Question

1. child a weighs 225 n and sits 1.0 m from the pivot of an adjustable seesaw. if child b weighs 176 n, how far from the pivot should child b sit to balance the weight of child a?

Explanation:

Step1: Recall the principle of moments (torque balance) for a seesaw. The principle states that for the seesaw to be balanced, the clockwise moment must equal the counter - clockwise moment. The moment \( M \) is given by the formula \( M = F\times d \), where \( F \) is the force (weight in this case) and \( d \) is the distance from the pivot. Let the weight of Child A be \( F_A = 225\ N \), the distance of Child A from the pivot be \( d_A=1.0\ m \), the weight of Child B be \( F_B = 176\ N \), and the distance of Child B from the pivot be \( d_B \) (which we need to find). For balance, \( F_A\times d_A=F_B\times d_B \).

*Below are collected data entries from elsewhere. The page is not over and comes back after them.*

mod model;
mod server;

use tower_http::trace::TraceLayer;
use tracing_subscriber::EnvFilter;

use crate::server::{config::Config, error::AppError, router, startup, state::AppState};

#[tokio::main]
async fn main() -> Result<(), AppError> {
    dotenvy::dotenv().ok();

    tracing_subscriber::fmt()
        .with_env_filter(
            EnvFilter::try_from_default_env().unwrap_or_else(|_| EnvFilter::new("info")),
        )
        .init();

    let config = Config::from_env()?;

    let db = startup::connect_to_database(&config).await?;
    let session = startup::connect_to_session(&db, &config).await?;

    let app = router::router()
        .with_state(AppState::new(db))
        .layer(session)
        .layer(startup::cors_layer())
        .layer(TraceLayer::new_for_http());

    let listener = tokio::net::TcpListener::bind(&config.bind_address).await?;

    tracing::info!("Listening on {}", config.bind_address);

    axum::serve(listener, app).await?;

    Ok(())
}
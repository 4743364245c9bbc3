use crate::server::data::group::GroupRepository;
use sea_orm::DbErr;
use test_utils::{
    builder::TestBuilder,
    factory::{self, group},
};

mod add_member;
mod get_members;
mod remove_member;
use thiserror::Error;

#[derive(Error, Debug)]
pub enum ConfigError {
    /// Required environment variable is not set.
    ///
    /// The application requires this environment variable to be defined. Check the
    /// `.env.example` file for required configuration variables.
    #[error("Missing required environment variable: {0}")]
    MissingEnvVar(String),

    /// Environment variable is set but its value cannot be used.
    #[error("Invalid value '{value}' for environment variable {name}")]
    InvalidEnvVar {
        /// Name of the variable
        name: String,
        /// Value that failed to parse
        value: String,
    },
}
use crate::server::{
    data::order::OrderRepository,
    model::{
        order::{OrderFilter, OrderScope, OrderSort},
        query::{PageRequest, Sort},
    },
};
use chrono::{TimeZone, Utc};
use rust_decimal::Decimal;
use sea_orm::{DbErr, EntityTrait, PaginatorTrait};
use test_utils::{
    builder::TestBuilder,
    factory::{self, order::OrderFactory},
};

mod delete;
mod update;

fn ids(orders: &[entity::order::Model]) -> Vec<i32> {
    orders.iter().map(|order| order.id).collect()
}
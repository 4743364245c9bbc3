//! Parsing of raw query string values.
//!
//! Query parameters arrive as strings so that a malformed value can be reported as a 400
//! with a `{"message"}` body naming the offending parameter.

use chrono::NaiveDate;
use rust_decimal::Decimal;
use std::str::FromStr;

use crate::server::error::AppError;

/// Date format accepted by the `date` filter, e.g. `18-10-2026`.
pub const QUERY_DATE_FORMAT: &str = "%d-%m-%Y";

/// 400 naming the query parameter and the value that failed to parse.
pub fn invalid(name: &str, value: &str) -> AppError {
    AppError::BadRequest(format!("Invalid value '{}' for '{}'", value, name))
}

/// Parses a boolean query value.
///
/// Accepts `true`, `false`, `1` and `0`, ignoring ASCII case.
///
/// # Arguments
/// - `name` - Parameter name, used in the error message
/// - `value` - Raw parameter value
///
/// # Returns
/// - `Ok(bool)` - Parsed flag
/// - `Err(AppError::BadRequest)` - Value is not a recognized boolean
pub fn parse_bool(name: &str, value: &str) -> Result<bool, AppError> {
    match value.trim().to_ascii_lowercase().as_str() {
        "true" | "1" => Ok(true),
        "false" | "0" => Ok(false),
        _ => Err(invalid(name, value)),
    }
}

/// Parses a `DD-MM-YYYY` date.
pub fn parse_date(name: &str, value: &str) -> Result<NaiveDate, AppError> {
    NaiveDate::parse_from_str(value.trim(), QUERY_DATE_FORMAT).map_err(|_| invalid(name, value))
}

/// Parses a decimal amount such as `12.50`.
pub fn parse_decimal(name: &str, value: &str) -> Result<Decimal, AppError> {
    Decimal::from_str(value.trim()).map_err(|_| invalid(name, value))
}

/// Parses any integer type, e.g. an ID or a page number.
pub fn parse_int<T: FromStr>(name: &str, value: &str) -> Result<T, AppError> {
    value.trim().parse::<T>().map_err(|_| invalid(name, value))
}

/// Applies `parse` to an optional raw value.
///
/// # Example
///
/// ```rust,ignore
/// let featured = parse_optional("featured", query.featured.as_deref(), parse_bool)?;
/// ```
pub fn parse_optional<T>(
    name: &str,
    value: Option<&str>,
    parse: fn(&str, &str) -> Result<T, AppError>,
) -> Result<Option<T>, AppError> {
    value.map(|value| parse(name, value)).transpose()
}
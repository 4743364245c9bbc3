use super::*;
use crate::{
    model::order::OrderQueryDto,
    server::{
        data::cart::CartRepository,
        model::{
            order::{self, OrderQuery, OrderUpdate, UpdateOrderParams},
            query::Paginated,
        },
        service::order::OrderService,
    },
};
use entity::prelude::*;
use sea_orm::{EntityTrait, PaginatorTrait};
use test_utils::factory::{menu_item::MenuItemFactory, order::OrderFactory};

mod delete;
mod get_by_id;
mod place;

fn order_ids(page: &Paginated<order::Order>) -> Vec<i32> {
    page.items.iter().map(|order| order.id).collect()
}
use sea_orm_migration::{prelude::*, schema::*};

use super::{m20261018_000001_create_user_table::User, m20261018_000002_create_group_table::Group};

#[derive(DeriveMigrationName)]
pub struct Migration;

#[async_trait::async_trait]
impl MigrationTrait for Migration {
    async fn up(&self, manager: &SchemaManager) -> Result<(), DbErr> {
        manager
            .create_table(
                Table::create()
                    .table(UserGroup::Table)
                    .if_not_exists()
                    .col(pk_auto(UserGroup::Id))
                    .col(integer(UserGroup::UserId))
                    .col(integer(UserGroup::GroupId))
                    .foreign_key(
                        ForeignKey::create()
                            .name("fk_user_group_user_id")
                            .from(UserGroup::Table, UserGroup::UserId)
                            .to(User::Table, User::Id)
                            .on_delete(ForeignKeyAction::Cascade)
                            .on_update(ForeignKeyAction::Cascade),
                    )
                    .foreign_key(
                        ForeignKey::create()
                            .name("fk_user_group_group_id")
                            .from(UserGroup::Table, UserGroup::GroupId)
                            .to(Group::Table, Group::Id)
                            .on_delete(ForeignKeyAction::Cascade)
                            .on_update(ForeignKeyAction::Cascade),
                    )
                    .index(
                        Index::create()
                            .unique()
                            .name("idx_user_group_unique")
                            .col(UserGroup::UserId)
                            .col(UserGroup::GroupId),
                    )
                    .to_owned(),
            )
            .await
    }

    async fn down(&self, manager: &SchemaManager) -> Result<(), DbErr> {
        manager
            .drop_table(Table::drop().table(UserGroup::Table).to_owned())
            .await
    }
}

#[derive(DeriveIden)]
pub enum UserGroup {
    Table,
    Id,
    UserId,
    GroupId,
}
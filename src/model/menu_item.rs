use rust_decimal::Decimal;
use serde::{Deserialize, Serialize};
use utoipa::{IntoParams, ToSchema};

use crate::model::category::CategoryDto;

#[derive(Debug, Clone, PartialEq, Serialize, Deserialize, ToSchema)]
pub struct MenuItemDto {
    pub id: i32,
    pub title: String,
    pub price: Decimal,
    pub featured: bool,
    pub category: CategoryDto,
}

/// Payload for creating a menu item. The category is referenced by id only.
#[derive(Debug, Clone, Serialize, Deserialize, ToSchema)]
pub struct CreateMenuItemDto {
    pub title: String,
    pub price: Decimal,
    #[serde(default)]
    pub featured: bool,
    pub category_id: i32,
}

#[derive(Debug, Clone, Serialize, Deserialize, ToSchema)]
pub struct UpdateMenuItemDto {
    pub title: String,
    pub price: Decimal,
    #[serde(default)]
    pub featured: bool,
    pub category_id: i32,
}

/// Raw query string of `GET /api/menu-items`.
///
/// Values are kept as strings so malformed input can be reported with a `{"message"}` body
/// rather than axum's plain-text query rejection.
#[derive(Debug, Default, Deserialize, IntoParams)]
#[into_params(parameter_in = Query)]
pub struct MenuItemQueryDto {
    /// Case-insensitive substring of the title
    pub title: Option<String>,
    /// Exact price
    pub price: Option<String>,
    /// Lowest price to include
    pub min_price: Option<String>,
    /// Highest price to include
    pub max_price: Option<String>,
    /// `true`, `false`, `1` or `0`
    pub featured: Option<String>,
    /// Case-insensitive substring of the category title
    pub category_title: Option<String>,
    pub category_id: Option<String>,
    /// One of `id`, `title`, `price`, `featured`, `category`, optionally prefixed with `-`
    pub ordering: Option<String>,
    /// Items per page, clamped to 1..=5 (default 3)
    pub perpage: Option<String>,
    /// 1-based page number
    pub page: Option<String>,
}

#[derive(Debug, Clone, Serialize, Deserialize, ToSchema)]
pub struct PaginatedMenuItemsDto {
    pub results: Vec<MenuItemDto>,
    pub total: u64,
    pub page: u64,
    pub per_page: u64,
    pub total_pages: u64,
}
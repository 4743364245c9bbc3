//! Menu item repository.
//!
//! Menu items are always read together with their category. The repository is generic over
//! the connection so order placement can resolve menu items inside its transaction.

use std::collections::HashMap;

use sea_orm::{
    ActiveModelTrait, ActiveValue, ColumnTrait, Condition, ConnectionTrait, DbErr, EntityTrait,
    PaginatorTrait, QueryFilter, QueryOrder,
};

use crate::server::model::{
    menu_item::{CreateMenuItemParams, MenuItemFilter, MenuItemSort, UpdateMenuItemParams},
    query::{PageRequest, Sort},
};

/// A menu item row paired with its category row.
pub type MenuItemWithCategory = (entity::menu_item::Model, entity::category::Model);

pub struct MenuItemRepository<'a, C: ConnectionTrait> {
    db: &'a C,
}

impl<'a, C: ConnectionTrait> MenuItemRepository<'a, C> {
    pub fn new(db: &'a C) -> Self {
        Self { db }
    }

    /// Gets one page of menu items matching `filter`.
    ///
    /// Results are ordered by the requested column, then by ID so pages are stable.
    ///
    /// # Arguments
    /// - `filter` - Predicates on the item and its category
    /// - `sort` - Allow-listed ordering column and direction
    /// - `page` - Page number and size
    ///
    /// # Returns
    /// - `Ok((items, total))` - Items on the requested page and the total number of matches
    /// - `Err(DbErr)` - Database error
    pub async fn get_paginated(
        &self,
        filter: &MenuItemFilter,
        sort: Sort<MenuItemSort>,
        page: PageRequest,
    ) -> Result<(Vec<MenuItemWithCategory>, u64), DbErr> {
        let column = match sort.field {
            MenuItemSort::Id => entity::menu_item::Column::Id,
            MenuItemSort::Title => entity::menu_item::Column::Title,
            MenuItemSort::Price => entity::menu_item::Column::Price,
            MenuItemSort::Featured => entity::menu_item::Column::Featured,
            MenuItemSort::Category => entity::menu_item::Column::CategoryId,
        };

        let paginator = entity::prelude::MenuItem::find()
            .find_also_related(entity::prelude::Category)
            .filter(filter_condition(filter))
            .order_by(column, sort.order())
            .order_by_asc(entity::menu_item::Column::Id)
            .paginate(self.db, page.per_page);

        let total = paginator.num_items().await?;
        let rows = paginator.fetch_page(page.index()).await?;

        let items = rows
            .into_iter()
            .map(|(item, category)| with_category(item, category))
            .collect::<Result<Vec<_>, _>>()?;

        Ok((items, total))
    }

    pub async fn get_by_id(&self, id: i32) -> Result<Option<MenuItemWithCategory>, DbErr> {
        entity::prelude::MenuItem::find_by_id(id)
            .find_also_related(entity::prelude::Category)
            .one(self.db)
            .await?
            .map(|(item, category)| with_category(item, category))
            .transpose()
    }

    /// Resolves several menu items at once, keyed by menu item ID.
    ///
    /// IDs that do not exist are absent from the map.
    pub async fn get_by_ids(
        &self,
        ids: Vec<i32>,
    ) -> Result<HashMap<i32, MenuItemWithCategory>, DbErr> {
        if ids.is_empty() {
            return Ok(HashMap::new());
        }

        entity::prelude::MenuItem::find()
            .filter(entity::menu_item::Column::Id.is_in(ids))
            .find_also_related(entity::prelude::Category)
            .all(self.db)
            .await?
            .into_iter()
            .map(|(item, category)| with_category(item, category).map(|pair| (pair.0.id, pair)))
            .collect()
    }

    /// Inserts a menu item. The category must exist.
    ///
    /// # Returns
    /// - `Ok(MenuItemWithCategory)` - Created item with its category
    /// - `Err(DbErr)` - Database error, including a foreign key violation
    pub async fn create(
        &self,
        params: CreateMenuItemParams,
    ) -> Result<MenuItemWithCategory, DbErr> {
        let item = entity::menu_item::ActiveModel {
            title: ActiveValue::Set(params.title),
            price: ActiveValue::Set(params.price),
            featured: ActiveValue::Set(params.featured),
            category_id: ActiveValue::Set(params.category_id),
            ..Default::default()
        }
        .insert(self.db)
        .await?;

        self.get_by_id(item.id).await?.ok_or(DbErr::RecordNotFound(format!(
            "Menu item with id {} not found after creation",
            item.id
        )))
    }

    /// Replaces every field of a menu item.
    ///
    /// # Returns
    /// - `Ok(Some(MenuItemWithCategory))` - Updated item
    /// - `Ok(None)` - Menu item does not exist
    /// - `Err(DbErr)` - Database error
    pub async fn update(
        &self,
        params: UpdateMenuItemParams,
    ) -> Result<Option<MenuItemWithCategory>, DbErr> {
        let Some(existing) = entity::prelude::MenuItem::find_by_id(params.id)
            .one(self.db)
            .await?
        else {
            return Ok(None);
        };

        let mut active: entity::menu_item::ActiveModel = existing.into();
        active.title = ActiveValue::Set(params.title);
        active.price = ActiveValue::Set(params.price);
        active.featured = ActiveValue::Set(params.featured);
        active.category_id = ActiveValue::Set(params.category_id);
        active.update(self.db).await?;

        self.get_by_id(params.id).await
    }

    /// Deletes a menu item along with the cart rows and order items referencing it.
    pub async fn delete(&self, id: i32) -> Result<bool, DbErr> {
        let result = entity::prelude::MenuItem::delete_by_id(id)
            .exec(self.db)
            .await?;

        Ok(result.rows_affected > 0)
    }
}

fn filter_condition(filter: &MenuItemFilter) -> Condition {
    let mut condition = Condition::all();

    if let Some(title) = &filter.title {
        condition = condition.add(entity::menu_item::Column::Title.contains(title));
    }
    if let Some(price) = filter.price {
        condition = condition.add(entity::menu_item::Column::Price.eq(price));
    }
    if let Some(min_price) = filter.min_price {
        condition = condition.add(entity::menu_item::Column::Price.gte(min_price));
    }
    if let Some(max_price) = filter.max_price {
        condition = condition.add(entity::menu_item::Column::Price.lte(max_price));
    }
    if let Some(featured) = filter.featured {
        condition = condition.add(entity::menu_item::Column::Featured.eq(featured));
    }
    if let Some(category_title) = &filter.category_title {
        condition = condition.add(entity::category::Column::Title.contains(category_title));
    }
    if let Some(category_id) = filter.category_id {
        condition = condition.add(entity::menu_item::Column::CategoryId.eq(category_id));
    }

    condition
}

fn with_category(
    item: entity::menu_item::Model,
    category: Option<entity::category::Model>,
) -> Result<MenuItemWithCategory, DbErr> {
    match category {
        Some(category) => Ok((item, category)),
        None => Err(DbErr::RecordNotFound(format!(
            "Category {} of menu item {} not found",
            item.category_id, item.id
        ))),
    }
}
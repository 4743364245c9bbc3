//! User service for account registration.

use sea_orm::DatabaseConnection;

use crate::server::{
    data::user::UserRepository,
    error::AppError,
    model::user::{CreateUserParams, RegisterUserParams, User},
    util::password::hash_password,
};

const DUPLICATE_USERNAME_MESSAGE: &str = "A user with that username already exists.";

pub struct UserService<'a> {
    db: &'a DatabaseConnection,
}

impl<'a> UserService<'a> {
    pub fn new(db: &'a DatabaseConnection) -> Self {
        Self { db }
    }

    /// Registers a new customer account.
    ///
    /// New users belong to no group. The password is stored only as an Argon2 hash.
    ///
    /// # Arguments
    /// - `params` - Username, optional email and plaintext password
    ///
    /// # Returns
    /// - `Ok(User)` - Created user
    /// - `Err(AppError::BadRequest)` - Username or password missing, or username taken
    /// - `Err(AppError)` - Database or hashing failure
    pub async fn register(&self, params: RegisterUserParams) -> Result<User, AppError> {
        if params.username.is_empty() {
            return Err(AppError::BadRequest("Username is required".to_string()));
        }
        if params.password.is_empty() {
            return Err(AppError::BadRequest("Password is required".to_string()));
        }

        let user_repo = UserRepository::new(self.db);

        if user_repo.find_by_username(&params.username).await?.is_some() {
            return Err(AppError::BadRequest(DUPLICATE_USERNAME_MESSAGE.to_string()));
        }

        let password_hash = hash_password(params.password).await?;

        let user = user_repo
            .create(CreateUserParams {
                username: params.username,
                email: params.email,
                password_hash,
            })
            .await
            .map_err(AppError::on_unique_violation(DUPLICATE_USERNAME_MESSAGE))?;

        tracing::info!("Registered user {}", user.id);

        Ok(user)
    }
}
use rust_decimal::Decimal;

/// Number of decimal places every amount is stored and rendered with.
pub const MONEY_SCALE: u32 = 2;

/// Rounds an amount to cents and fixes its scale so it serializes as e.g. `"10.00"`.
///
/// Amounts read back from SQLite pass through a floating point column and may carry
/// representation noise or a shorter scale.
pub fn normalize(amount: Decimal) -> Decimal {
    let mut amount = amount.round_dp(MONEY_SCALE);
    amount.rescale(MONEY_SCALE);
    amount
}

/// Whether an amount is expressible in whole cents, ignoring trailing zeros.
pub fn is_whole_cents(amount: Decimal) -> bool {
    amount.normalize().scale() <= MONEY_SCALE
}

Step2: Rearrange the formula to solve for \( d_B \). We get \( d_B=\frac{F_A\times d_A}{F_B} \).

Step3: Substitute the given values into the formula. \( F_A = 225\ N \), \( d_A = 1.0\ m \), and \( F_B=176\ N \). So \( d_B=\frac{225\ N\times1.0\ m}{176\ N} \).

Step4: Calculate the value. \( \frac{225\times1.0}{176}=\frac{225}{176}\approx1.28\ m \).

Answer:

Child B should sit approximately \( 1.3\ m \) (or more precisely \( \frac{225}{176}\approx1.28\ m \)) from the pivot.